Fighting sexual abuse in Ontario should not punish health professionals for treating their spouse

  • December 09, 2020
  • Valerie Wise

Should the fight against sexual abuse by health professionals include punishing a dental hygienist for treating his wife? In Ontario, up until October 2020, the answer was yes. Fortunately, change is coming.

The case of Alexandru Tanase, stripped of his license and labelled a sexual abuser because he had treated his wife, attracted a lot of media attention last year. Some of us were not surprised, since we had been fighting for years against this seemingly unintended consequence of the Regulated Health Professions Act (RHPA) in Ontario.

At long last, we seem to be moving in the right direction. A regulation allowing hygienists to treat their spouses was approved in early October 2020. Similar regulations for denturists, chiropractors, and kinesiologists have now been posted by the Ministry for comment. Hopefully, those regulations will also be approved by the end of this year or early next.

How we got here

The RHPA defines “sexual abuse of a patient” as sexual conduct between a patient and a health professional. When trying to eliminate abusive or predatory sexual conduct on the part of health professionals, this definition sounds eminently reasonable. However, in interpreting the provision, courts have allowed no flexibility or consideration of context. If there is a treating relationship “concurrent” with a sexual relationship, then “sexual abuse of a patient” has occurred.

The courts have also made it clear that a patient’s consent is irrelevant, as a matter of law, regardless of context. As a result of this strict interpretation, health professionals cannot treat their spouses without committing sexual abuse of a patient.

Even worse, if the relationship between a health professional and their spouse includes acts of frank sexual conduct, for instance intercourse, the Discipline Committee of the College has no choice but to revoke the professional’s license for a minimum of five years.

Towards reform

In 2013, after review by the Health Professions Regulatory Advisory Council, the RHPA was amended to allow each Health College to create an exemption for “spouses”. Essentially, the exemption would provide that if the “patient” at issue was a “spouse” (as defined), then a concurrent sexual and treating relationship would not be “sexual abuse”.

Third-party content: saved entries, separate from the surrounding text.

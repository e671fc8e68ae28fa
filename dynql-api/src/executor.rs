/// Autocommit execution
///
/// Each statement is compiled, bound and sent to the store immediately.
/// Store errors are returned as-is; nothing here retries.

use crate::rows::RowSet;
use crate::{Connection, ExecResult};
use dynql_core::dialect::{
    CompiledStatement, DialectParser, OperationPlanner, Plan, Projection, ReadPlan, ReadRequest,
    StatementCompiler,
};
use dynql_core::error::store_code;
use dynql_core::store::{matches_filter, WriteOperation};
use dynql_core::{Error, Item, MissingKeyPolicy, Result, Value};
use tracing::debug;

impl Connection {
    /// Parse and compile `sql` against this connection's schema cache
    pub(crate) fn compile(&self, sql: &str) -> Result<CompiledStatement> {
        let ast = DialectParser::parse_with_limit(sql, self.config.max_statement_length)?;
        StatementCompiler::compile(ast, &self.catalog)
    }

    pub(crate) fn execute_compiled(
        &self,
        compiled: &CompiledStatement,
        params: &[Value],
    ) -> Result<ExecResult> {
        let plan = OperationPlanner::plan(compiled, params)?;
        debug!(
            kind = compiled.statement.kind(),
            table = compiled.statement.table().unwrap_or(""),
            "Executing statement"
        );

        match plan {
            Plan::CreateTable {
                request,
                if_not_exists,
            } => {
                let table = request.table.clone();
                let key_schema = request.key_schema.clone();
                match self.store.create_table(request) {
                    Ok(()) => self.catalog.register(&table, key_schema),
                    Err(e) if if_not_exists && e.code() == store_code::RESOURCE_IN_USE => {
                        // Existing table keeps its own schema
                        self.catalog.evict(&table);
                    }
                    Err(e) => return Err(e),
                }
                Ok(ExecResult::new(0))
            }
            Plan::DropTable { table, if_exists } => {
                match self.store.delete_table(&table) {
                    Ok(()) => {}
                    Err(e) if if_exists && e.code() == store_code::RESOURCE_NOT_FOUND => {}
                    Err(e) => return Err(e),
                }
                self.catalog.evict(&table);
                Ok(ExecResult::new(0))
            }
            Plan::ListTables => {
                self.store.list_tables()?;
                Ok(ExecResult::new(0))
            }
            Plan::Read(read) => {
                for row in self.read_rows(read)? {
                    row?;
                }
                Ok(ExecResult::new(0))
            }
            Plan::Write(op) => self.execute_write(op),
        }
    }

    pub(crate) fn query_compiled(
        &self,
        compiled: &CompiledStatement,
        params: &[Value],
    ) -> Result<RowSet> {
        if !compiled.statement.is_read() {
            return Err(Error::Validation(format!(
                "query expects SELECT or LIST TABLES, got {}; use exec instead",
                compiled.statement.kind()
            )));
        }

        let plan = OperationPlanner::plan(compiled, params)?;
        debug!(
            kind = compiled.statement.kind(),
            table = compiled.statement.table().unwrap_or(""),
            "Querying"
        );

        match plan {
            Plan::ListTables => {
                let items = self
                    .store
                    .list_tables()?
                    .into_iter()
                    .map(|name| {
                        let mut item = Item::new();
                        item.insert("table_name".to_string(), Value::S(name));
                        item
                    })
                    .collect();
                Ok(RowSet::buffered(self.store.clone(), items, Projection::All))
            }
            Plan::Read(read) => self.read_rows(read),
            other => Err(Error::Internal(format!(
                "read statement planned as {}",
                other.kind()
            ))),
        }
    }

    fn read_rows(&self, read: ReadPlan) -> Result<RowSet> {
        let page_size = self.config.scan_page_size;
        Ok(match read.request {
            ReadRequest::Get { request, filter } => {
                let items = self
                    .store
                    .get_item(request)?
                    .filter(|item| matches_filter(item, &filter))
                    .into_iter()
                    .collect();
                RowSet::buffered(self.store.clone(), items, read.projection)
            }
            ReadRequest::Query(request) => {
                RowSet::query(self.store.clone(), request, read.projection, page_size)
            }
            ReadRequest::Scan(request) => {
                RowSet::scan(self.store.clone(), request, read.projection, page_size)
            }
        })
    }

    fn execute_write(&self, op: WriteOperation) -> Result<ExecResult> {
        let tolerates_missing = matches!(
            op,
            WriteOperation::Update { .. } | WriteOperation::Delete { .. }
        ) && self.config.missing_key_policy == MissingKeyPolicy::ZeroRows;

        let kind = op.kind();
        let result = match op {
            WriteOperation::Put { .. } => self.store.put_item(op),
            WriteOperation::Update { .. } => self.store.update_item(op),
            WriteOperation::Delete { .. } => self.store.delete_item(op),
        };

        match result {
            Ok(()) => Ok(ExecResult::new(1)),
            Err(e) if tolerates_missing && e.is_conditional_check_failed() => {
                debug!(kind, "Key not found, no rows affected");
                Ok(ExecResult::new(0))
            }
            Err(e) => Err(e),
        }
    }
}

However, each College could only create the exemption by regulation, requiring not only approval by the College but also by the Ontario government. Since the amendment in 2013, a number of Colleges have submitted proposed regulations to the Ontario government, but very few of them have been approved. The delay is puzzling because the legislation is very clear about what the regulation should say, and so the regulations proposed are largely identical in their wording.

Colleges are prosecuting for “sexual abuse”

In the meantime, Health Colleges in Ontario are prosecuting members who have treated spouses for “sexual abuse”, while those Colleges’ proposed regulations await government approval.

There may well be reasons why certain Colleges do not want their members treating spouses.  However, the RHPA covers a wide range of health professions.  The risks possibly posed by a physician or psychotherapist treating a spouse may be very different than those of a hygienist or chiropodist – yet they are all treated the same.

If a College wants to prohibit the treatment of spouses or family for other reasons (e.g., conflict of interest or other concerns), they should identify the reason and prohibit treatment on that basis, not label it “sexual abuse”.

To continue to label the treatment of a health professional’s spouse as sexual abuse of a patient is not only enormously destructive to members and their families, but it trivializes the experiences of sexual abuse survivors.

The court in the Tanase case characterized these facts as an “anomaly”. They are not. We have represented many clients faced with similar fact patterns. Sometimes, the situation is reported by an insurer; sometimes by a disgruntled former employee. Rarely is the spouse the person lodging a complaint. Indeed, the impact on the spouse can be devastating, as the health professional is forbidden to practice for at least five years, with an obviously negative impact on the household income. It can also interfere with the health professional’s ability to volunteer with their children’s school or sports activities, not to mention the public shame resulting from being branded a sexual abuser.

Change on the horizon

In addition to the new regulations now posted by the Ministry, the Tanase case will be heard by a five-member panel of the Ontario Court of Appeal some time in 2021 (indicating the court may be willing to reconsider previous caselaw). It appears that, finally, welcome change is on the horizon for many health professionals across the province.

Valerie Wise, of Wise Health Law, has dedicated most of her practice to health law since 1995, and has done it exclusively since 2005.